Darden also believes it’s time for local police departments to rethink their entry requirements to become a police officer. 

“For agencies to say, ‘We require our officers to have a bachelor’s degree,’ then the next question becomes, ‘In what?’ I can have a bachelor’s degree in underwater basket-weaving, but what does that mean if I do not understand the human dynamic between a community and their police?”

Aside from the lack of proper education needed, the amount of time it takes to go from basic training to out in the field also seems absurd to Darden. 

“How can it be that we can put a 21-year-old with a high school diploma…, with 10 to 14 weeks of basic training and 10 to 14 weeks of other training, so within six months we put you on the street and tell you to go out and deal with some of the most complex issues that human beings could ever know and expect them to always get it right?”
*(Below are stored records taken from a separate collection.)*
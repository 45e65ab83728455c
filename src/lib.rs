//! cjconvert - CSV FOLDER TO JSON CONVERTER
//!
//! 폴더 내 CSV 파일들을 파일마다 하나의 검증된 JSON 문서로 변환하는 CLI 도구입니다.
//!
//! # 주요 기능
//!
//! - ✅ **레코드 검증**: 필수 필드(id, name, email), 이메일/ID 형식 검사
//! - 🧹 **데이터 정규화**: 키 소문자화, 값 트리밍 후 출력
//! - 🔤 **인코딩 감지**: UTF-8 / Windows-1252 자동 판별
//! - 📊 **진행률 표시**: 처리 진행 상황을 시각적으로 확인
//! - 📈 **상세 통계**: 성공/실패 파일 수, 변환 레코드 수, 입출력 용량 표시
//! - 🔍 **패턴 필터링**: glob 형식의 파일 이름 필터링
//! - 🧪 **드라이런 모드**: 실제 변환 없이 처리될 파일 목록 미리 확인
//! - 🛡️ **실패 격리**: 파일 하나의 오류가 전체 실행을 멈추지 않음
//! - 🎨 **컬러 출력**: 가독성 높은 컬러 터미널 출력
//!
//! # 예제
//!
//! ```bash
//! # 기본 사용법 (sample_data -> output)
//! cjconvert
//!
//! # 폴더 지정
//! cjconvert -i ./data -o ./converted
//!
//! # 패턴 필터 + 상세 출력
//! cjconvert -i ./data -p "customers_*" --verbose
//! ```

pub mod cli;
pub mod converter;
pub mod encoding;
pub mod error;
pub mod pattern;
pub mod stats;
pub mod validator;

// Re-exports for convenient access
pub use cli::Args;
pub use converter::{ConvertOptions, FileConverter, LedgerEntry, OutputDocument};
pub use error::{ConvertError, Result};
pub use pattern::PatternMatcher;
pub use stats::{format_bytes, Statistics};
pub use validator::{CleanRecord, RawRecord, RecordValidator};
//! 에러 타입 정의 모듈
//!
//! cjconvert에서 발생할 수 있는 모든 에러 타입을 정의합니다.
//!
//! 레코드 수준 에러(필수 필드 누락, 이메일/ID 형식 오류)는 해당 레코드만
//! 탈락시키고, 파일 수준 에러(파싱/입출력/인코딩 실패, 유효 레코드 없음)는
//! 해당 파일의 변환 전체를 실패시킵니다. 실패 원인은 버리지 않고 태그된
//! 값으로 호출자에게 전달됩니다.

use std::path::PathBuf;
use thiserror::Error;

/// cjconvert에서 발생할 수 있는 에러 타입
#[derive(Error, Debug)]
pub enum ConvertError {
    /// 필수 필드가 없거나 공백뿐임 (레코드 수준)
    #[error("필수 필드가 없거나 비어 있습니다: {field}")]
    MissingField { field: String },

    /// 이메일 형식 불일치 (레코드 수준)
    #[error("이메일 형식이 올바르지 않습니다: {value}")]
    InvalidEmail { value: String },

    /// ID가 정수가 아님 (레코드 수준)
    #[error("ID 형식이 올바르지 않습니다: {value}")]
    InvalidId { value: String },

    /// 유효한 레코드가 하나도 남지 않음 (파일 수준)
    #[error("변환할 유효 레코드가 없습니다: {file:?}")]
    EmptyResult { file: PathBuf },

    /// CSV 구조 파싱 실패 (파일 수준)
    #[error("CSV 파싱 실패 ({file:?}): {reason}")]
    ParseError { file: PathBuf, reason: String },

    /// 입력 파일 읽기 실패 (파일 수준)
    #[error("파일을 읽을 수 없습니다 ({file:?}): {reason}")]
    ReadError { file: PathBuf, reason: String },

    /// 출력 파일 쓰기 실패 (파일 수준)
    #[error("파일 쓰기 실패 ({file:?}): {reason}")]
    WriteError { file: PathBuf, reason: String },

    /// 감지된 인코딩으로 본문 디코딩 실패 (파일 수준)
    #[error("디코딩 실패 ({file:?}): {encoding} 인코딩으로 읽을 수 없습니다")]
    EncodingError {
        file: PathBuf,
        encoding: &'static str,
    },

    /// JSON 직렬화 실패 (파일 수준)
    #[error("JSON 직렬화 실패 ({file:?}): {reason}")]
    SerializeError { file: PathBuf, reason: String },

    /// 유효하지 않은 파일 이름 패턴
    #[error("유효하지 않은 패턴: {pattern}")]
    InvalidPattern { pattern: String },
}

impl ConvertError {
    /// 레코드 수준 에러 여부 (레코드만 탈락, 파일은 계속 처리)
    pub fn is_record_level(&self) -> bool {
        matches!(
            self,
            ConvertError::MissingField { .. }
                | ConvertError::InvalidEmail { .. }
                | ConvertError::InvalidId { .. }
        )
    }
}

/// cjconvert 결과 타입 별칭
pub type Result<T> = std::result::Result<T, ConvertError>;
//! 통계 및 유틸리티 모듈
//!
//! 처리 통계 수집 및 포맷팅을 담당합니다. 변환은 파일 단위로 순차
//! 실행되므로 카운터는 일반 필드로 충분합니다.

use colored::Colorize;
use std::time::{Duration, Instant};

/// 처리 통계 구조체
#[derive(Debug, Default)]
pub struct Statistics {
    /// 총 파일 수
    pub total_files: usize,
    /// 성공 처리 수
    pub success_count: usize,
    /// 에러 발생 수
    pub error_count: usize,
    /// 변환된 총 레코드 수
    pub total_records: usize,
    /// 읽은 총 바이트
    pub total_bytes_read: u64,
    /// 쓴 총 바이트
    pub total_bytes_written: u64,
    /// 처리 시작 시간
    start_time: Option<Instant>,
}

impl Statistics {
    /// 새 통계 인스턴스 생성
    pub fn new(total_files: usize) -> Self {
        Self {
            total_files,
            start_time: Some(Instant::now()),
            ..Default::default()
        }
    }

    /// 성공 카운트 증가
    pub fn increment_success(&mut self) {
        self.success_count += 1;
    }

    /// 에러 카운트 증가
    pub fn increment_error(&mut self) {
        self.error_count += 1;
    }

    /// 변환된 레코드 수 추가
    pub fn add_records(&mut self, count: usize) {
        self.total_records += count;
    }

    /// 읽은 바이트 추가
    pub fn add_bytes_read(&mut self, bytes: u64) {
        self.total_bytes_read += bytes;
    }

    /// 쓴 바이트 추가
    pub fn add_bytes_written(&mut self, bytes: u64) {
        self.total_bytes_written += bytes;
    }

    /// 경과 시간 반환
    pub fn elapsed(&self) -> Duration {
        self.start_time
            .map(|t| t.elapsed())
            .unwrap_or(Duration::ZERO)
    }

    /// 처리 통계 요약 출력
    pub fn print_summary(&self) {
        println!("\n{}", "═".repeat(50).bright_blue());
        println!("{}", " 📊 변환 통계".bright_white().bold());
        println!("{}", "═".repeat(50).bright_blue());

        println!(
            "  {} 전체 파일:    {}",
            "📁".bright_cyan(),
            self.total_files
        );
        println!(
            "  {} 성공:         {}",
            "✅".bright_green(),
            self.success_count.to_string().green()
        );

        if self.error_count > 0 {
            println!(
                "  {} 실패:         {}",
                "❌".bright_red(),
                self.error_count.to_string().red()
            );
        } else {
            println!("  {} 실패:         {}", "✅".bright_green(), "0".green());
        }

        println!(
            "  {} 변환 레코드:  {}",
            "📝".bright_white(),
            self.total_records
        );
        println!(
            "  {} 입력 용량:    {}",
            "📥".bright_yellow(),
            format_bytes(self.total_bytes_read)
        );
        println!(
            "  {} 출력 용량:    {}",
            "📤".bright_magenta(),
            format_bytes(self.total_bytes_written)
        );

        if self.total_files > 0 {
            let success_rate = (self.success_count as f64 / self.total_files as f64) * 100.0;
            println!(
                "  {} 성공률:       {:.1}%",
                "📈".bright_white(),
                success_rate
            );
        }

        println!(
            "  {} 처리 시간:    {}",
            "⏱️".bright_cyan(),
            format_duration(self.elapsed())
        );

        println!("{}", "═".repeat(50).bright_blue());
    }
}

/// 바이트를 읽기 쉬운 형식으로 변환
///
/// # Arguments
/// * `bytes` - 바이트 수
///
/// # Returns
/// 형식화된 문자열 (예: "1.25 MB")
///
/// # Examples
/// ```
/// use cjconvert::stats::format_bytes;
///
/// assert_eq!(format_bytes(500), "500 B");
/// assert_eq!(format_bytes(1024), "1.00 KB");
/// assert_eq!(format_bytes(1048576), "1.00 MB");
/// ```
pub fn format_bytes(bytes: u64) -> String {
    const KB: u64 = 1024;
    const MB: u64 = KB * 1024;
    const GB: u64 = MB * 1024;

    if bytes >= GB {
        format!("{:.2} GB", bytes as f64 / GB as f64)
    } else if bytes >= MB {
        format!("{:.2} MB", bytes as f64 / MB as f64)
    } else if bytes >= KB {
        format!("{:.2} KB", bytes as f64 / KB as f64)
    } else {
        format!("{} B", bytes)
    }
}

/// 경과 시간을 읽기 쉬운 형식으로 변환
pub fn format_duration(duration: Duration) -> String {
    let secs = duration.as_secs();
    let millis = duration.subsec_millis();

    if secs >= 3600 {
        let hours = secs / 3600;
        let mins = (secs % 3600) / 60;
        format!("{}시간 {}분", hours, mins)
    } else if secs >= 60 {
        let mins = secs / 60;
        let remaining_secs = secs % 60;
        format!("{}분 {}초", mins, remaining_secs)
    } else if secs > 0 {
        format!("{}.{:03}초", secs, millis)
    } else {
        format!("{}ms", millis)
    }
}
Besides better training, education and perhaps structural reform, building a stronger, more human connection between a community and its police department is critical. 

“When I was a practicing police officer, any person I walked by, I looked them in the eye and said hello to them. I would have a human conversation with them, because in policing…, you respond to very little criminal activity, much more social disorder in most places.”

Sometimes it is easy to forget that being a police officer means being a public safety servant, Darden said. 

“Words have meaning, and if you see yourself as a police officer, perhaps you start to act like one. But if you see yourself as a public safety servant, perhaps you start acting differently,” says Darden.